Anabolic drug (AD) options are currently limited to PTH analogs. With potent bone-forming effects, AD offer marked increases in BMD. However, the demonstration of their efficacy on fracture risk reduction was possibly limited by the early discontinuation of the pivotal trial for safety concerns. Therefore, their use must rely both in the available evidence as well as in the clinical judgment for the individual patient. Indeed, potential contraindications are the first step in deciding if we put our patient on AD. Not least, cost of treatment should be also weighted when indicating this treatment.
As a first-line option can be considered in cases of very advanced disease, measured in terms of BMD and existing fractures, with the objective of inducing a remission of the disease to, later on, continue with a maintenance therapy for consolidating the achieved gains in bone density and strength. Two options are possible, used alone or in combination with a potent antiresorptive even though the latter option remains in an investigational phase. More evidence on antifracture efficacy is needed for the combined use although offers a promising efficacy profile in cases at substantial risk of hip fracture.

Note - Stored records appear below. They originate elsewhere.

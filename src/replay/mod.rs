//! Match Replay Engine
//!
//! Deterministic event-replay-with-reconciliation for ranked match data.
//! Reconstructs every participant's time-evolving state from the match
//! timeline, keeps the snapshots worth keeping, and proves the result
//! against the authoritative end-of-match summary.
//!
//! # Architecture
//!
//! ```text
//!  Timeline (frames)                MatchSummary (ground truth)
//!        │                                  │
//!        ▼                                  │ identity + final build
//! ┌─────────────────┐                       ▼
//! │ EventNormalizer │ typed evts   ┌──────────────────┐
//! │ (per frame)     │─────────────▶│ StateAccumulator │◀── ItemRules
//! └─────────────────┘              │ (ordered fold)   │    (lifecycle)
//!                                  └────────┬─────────┘
//!                                           │ snapshot per frame
//!                                           ▼
//!                                  ┌──────────────────┐
//!                                  │ compact_snapshots│
//!                                  │ (initial/keep/   │
//!                                  │  final)          │
//!                                  └────────┬─────────┘
//!                                           │ retained sequence
//!                                           ▼
//!                              ┌──────────────────────┐
//!                              │ ConsistencyValidator │◀── MatchSummary
//!                              │ (never mutates)      │
//!                              └──────────┬───────────┘
//!                                         ▼
//!                                      Verdict
//! ```
//!
//! # Determinism Guarantees
//!
//! - **Fold order**: frames in input order, events in input order within a frame
//! - **Containers**: `BTreeMap`/`BTreeSet` everywhere state is keyed or serialized
//! - **No ambient state**: each match owns its accumulator; nothing survives a match
//! - **No clocks, no RNG, no I/O**: output is a pure function of the two inputs
//! - **Parallelism**: across matches only, never inside one timeline

pub mod accumulator;
pub mod compact;
pub mod engine;
pub mod error;
pub mod events;
pub mod item_rules;
pub mod normalize;
pub mod state;
// Raw wire formats for the two input documents
pub mod summary;
pub mod timeline;
pub mod validate;
#[cfg(test)]
mod item_rules_tests;

// Re-exports for convenience
pub use accumulator::{AccumulatorStats, StateAccumulator};
pub use compact::{compact_snapshots, CompactionStats};
pub use engine::{
    BatchReport, BatchStats, EngineConfig, MatchDocument, MatchOutcome, MatchReplay, ReplayEngine,
};
pub use error::ReplayError;
pub use events::{
    is_tracked_participant, ChampionId, Event, ItemId, Millis, MonsterType, ParticipantId, TeamId,
    TimedEvent, FIRST_PARTICIPANT, LAST_PARTICIPANT,
};
pub use item_rules::{ChampionException, ItemRules, ItemRulesConfig};
pub use normalize::{EventNormalizer, NormalizerStats};
pub use state::{
    Lane, ObjectiveCounters, ParticipantMeta, ParticipantState, SkillPoints, Snapshot, LANE_ORDER,
};
pub use summary::{MatchSummary, ParticipantSummary, SUMMONERS_RIFT_MAP_ID};
pub use timeline::{Frame, FrameCounters, Timeline};
pub use validate::{
    ConsistencyValidator, FeatureMismatch, MismatchKind, ValidationConfig, Verdict,
};
//! Static Item Data
//!
//! Item catalog in the community data-dump shape: one JSON object keyed by
//! the item id as a string, each value carrying id, name, numeric tier, rank
//! labels, and build relations. Loaded once per process and shared read-only
//! across matches. Unknown ids report as absent, never as errors; the replay
//! treats items it cannot classify as untracked.

use crate::replay::events::ItemId;
use serde::Deserialize;
use std::collections::HashMap;
use std::path::Path;

/// One item's static record.
#[derive(Debug, Clone, Deserialize)]
#[serde(rename_all = "camelCase")]
pub struct ItemEntry {
    #[serde(default)]
    pub id: ItemId,
    pub name: String,
    #[serde(default)]
    pub tier: u8,
    /// Rank labels, e.g. "BASIC", "LEGENDARY", "BOOTS", "STARTER".
    #[serde(default)]
    pub rank: Vec<String>,
    #[serde(default)]
    pub builds_from: Vec<ItemId>,
    #[serde(default)]
    pub builds_into: Vec<ItemId>,
    /// Asset URL, carried opaquely for downstream consumers.
    #[serde(default)]
    pub icon: Option<String>,
}

impl ItemEntry {
    pub fn is_boots(&self) -> bool {
        self.rank.iter().any(|r| r == "BOOTS")
    }

    pub fn is_starter(&self) -> bool {
        self.rank.iter().any(|r| r == "STARTER")
    }
}

/// Catalog load failures.
#[derive(Debug)]
pub enum CatalogError {
    Io(std::io::Error),
    Json(serde_json::Error),
}

impl std::fmt::Display for CatalogError {
    fn fmt(&self, f: &mut std::fmt::Formatter<'_>) -> std::fmt::Result {
        match self {
            Self::Io(e) => write!(f, "item catalog could not be read: {}", e),
            Self::Json(e) => write!(f, "item catalog did not parse: {}", e),
        }
    }
}

impl std::error::Error for CatalogError {
    fn source(&self) -> Option<&(dyn std::error::Error + 'static)> {
        match self {
            Self::Io(e) => Some(e),
            Self::Json(e) => Some(e),
        }
    }
}

impl From<std::io::Error> for CatalogError {
    fn from(e: std::io::Error) -> Self {
        Self::Io(e)
    }
}

impl From<serde_json::Error> for CatalogError {
    fn from(e: serde_json::Error) -> Self {
        Self::Json(e)
    }
}

/// Item id to static record, indexed for per-event lookups.
#[derive(Debug, Clone, Default)]
pub struct ItemCatalog {
    items: HashMap<ItemId, ItemEntry>,
}

impl ItemCatalog {
    /// Parse a catalog from the JSON object keyed by item-id string.
    pub fn from_json_str(json: &str) -> Result<Self, CatalogError> {
        let raw: HashMap<String, ItemEntry> = serde_json::from_str(json)?;
        let mut items = HashMap::with_capacity(raw.len());
        for (key, mut entry) in raw {
            // The map key is authoritative when the body omits its own id.
            if entry.id == 0 {
                if let Ok(id) = key.parse::<ItemId>() {
                    entry.id = id;
                }
            }
            items.insert(entry.id, entry);
        }
        Ok(Self { items })
    }

    /// Load from a file path. Done once per process, before any fold runs.
    pub fn from_path(path: impl AsRef<Path>) -> Result<Self, CatalogError> {
        let text = std::fs::read_to_string(path)?;
        Self::from_json_str(&text)
    }

    /// Build directly from records, bypassing JSON. Useful for tests and
    /// embedded tables.
    pub fn from_entries(entries: impl IntoIterator<Item = ItemEntry>) -> Self {
        let items = entries.into_iter().map(|e| (e.id, e)).collect();
        Self { items }
    }

    pub fn get(&self, id: ItemId) -> Option<&ItemEntry> {
        self.items.get(&id)
    }

    pub fn tier(&self, id: ItemId) -> Option<u8> {
        self.items.get(&id).map(|e| e.tier)
    }

    pub fn is_boots(&self, id: ItemId) -> bool {
        self.items.get(&id).map(|e| e.is_boots()).unwrap_or(false)
    }

    pub fn is_starter(&self, id: ItemId) -> bool {
        self.items.get(&id).map(|e| e.is_starter()).unwrap_or(false)
    }

    pub fn len(&self) -> usize {
        self.items.len()
    }

    pub fn is_empty(&self) -> bool {
        self.items.is_empty()
    }
}

#[cfg(test)]
mod tests {
    use super::*;
    use std::io::Write;

    const SAMPLE: &str = r#"{
        "1055": {
            "id": 1055,
            "name": "Doran's Blade",
            "tier": 1,
            "rank": ["STARTER"],
            "buildsFrom": [],
            "buildsInto": [],
            "icon": "https://example.invalid/1055.png"
        },
        "3006": {
            "id": 3006,
            "name": "Berserker's Greaves",
            "tier": 2,
            "rank": ["BOOTS"],
            "buildsFrom": [1001],
            "buildsInto": []
        },
        "3031": {
            "id": 3031,
            "name": "Infinity Edge",
            "tier": 3,
            "rank": ["LEGENDARY"],
            "buildsFrom": [1038, 1018],
            "buildsInto": []
        }
    }"#;

    #[test]
    fn test_parse_and_lookup() {
        let catalog = ItemCatalog::from_json_str(SAMPLE).unwrap();
        assert_eq!(catalog.len(), 3);
        assert_eq!(catalog.get(3031).unwrap().name, "Infinity Edge");
        assert_eq!(catalog.tier(3031), Some(3));
        assert!(catalog.is_boots(3006));
        assert!(!catalog.is_boots(3031));
        assert!(catalog.is_starter(1055));
    }

    #[test]
    fn test_unknown_id_is_absent_not_error() {
        let catalog = ItemCatalog::from_json_str(SAMPLE).unwrap();
        assert!(catalog.get(9999).is_none());
        assert_eq!(catalog.tier(9999), None);
        assert!(!catalog.is_boots(9999));
    }

    #[test]
    fn test_key_backfills_missing_id() {
        let json = r#"{"2003": {"name": "Health Potion", "tier": 1, "rank": ["CONSUMABLE"]}}"#;
        let catalog = ItemCatalog::from_json_str(json).unwrap();
        assert_eq!(catalog.get(2003).unwrap().name, "Health Potion");
    }

    #[test]
    fn test_from_path() {
        let mut file = tempfile::NamedTempFile::new().unwrap();
        file.write_all(SAMPLE.as_bytes()).unwrap();

        let catalog = ItemCatalog::from_path(file.path()).unwrap();
        assert_eq!(catalog.len(), 3);
        assert_eq!(catalog.tier(1055), Some(1));
    }

    #[test]
    fn test_bad_json_is_an_error() {
        let result = ItemCatalog::from_json_str("not json at all");
        assert!(matches!(result, Err(CatalogError::Json(_))));
    }
}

Another scenario when AD can be considered as a first alternative might be in cases where risk factors for treatment failure to oral antiresorptives accumulate in a single patient. In this case the clinician could choose between an AD or a potent injected antiresorptive. Very similar decision is faced by the clinician when a patient has failed to oral antiresorptives, again with similar alternatives for switching therapy to an AD or a potent injected AR.
Finally, a third possibility is in cases of intolerance or, more importantly, side effects associated with the use of antiresorptives. Two main situations are under active research, cases of osteonecrosis of the jaw and atypical femoral fractures, when the patient still is at high risk of common fragility fractures.
New, more potent anabolics, better combined treatments or regimens, including non pharmacological interventions are the future for achieving the cure of osteoporosis, not just a decrease in risk, the best we can currently achieve.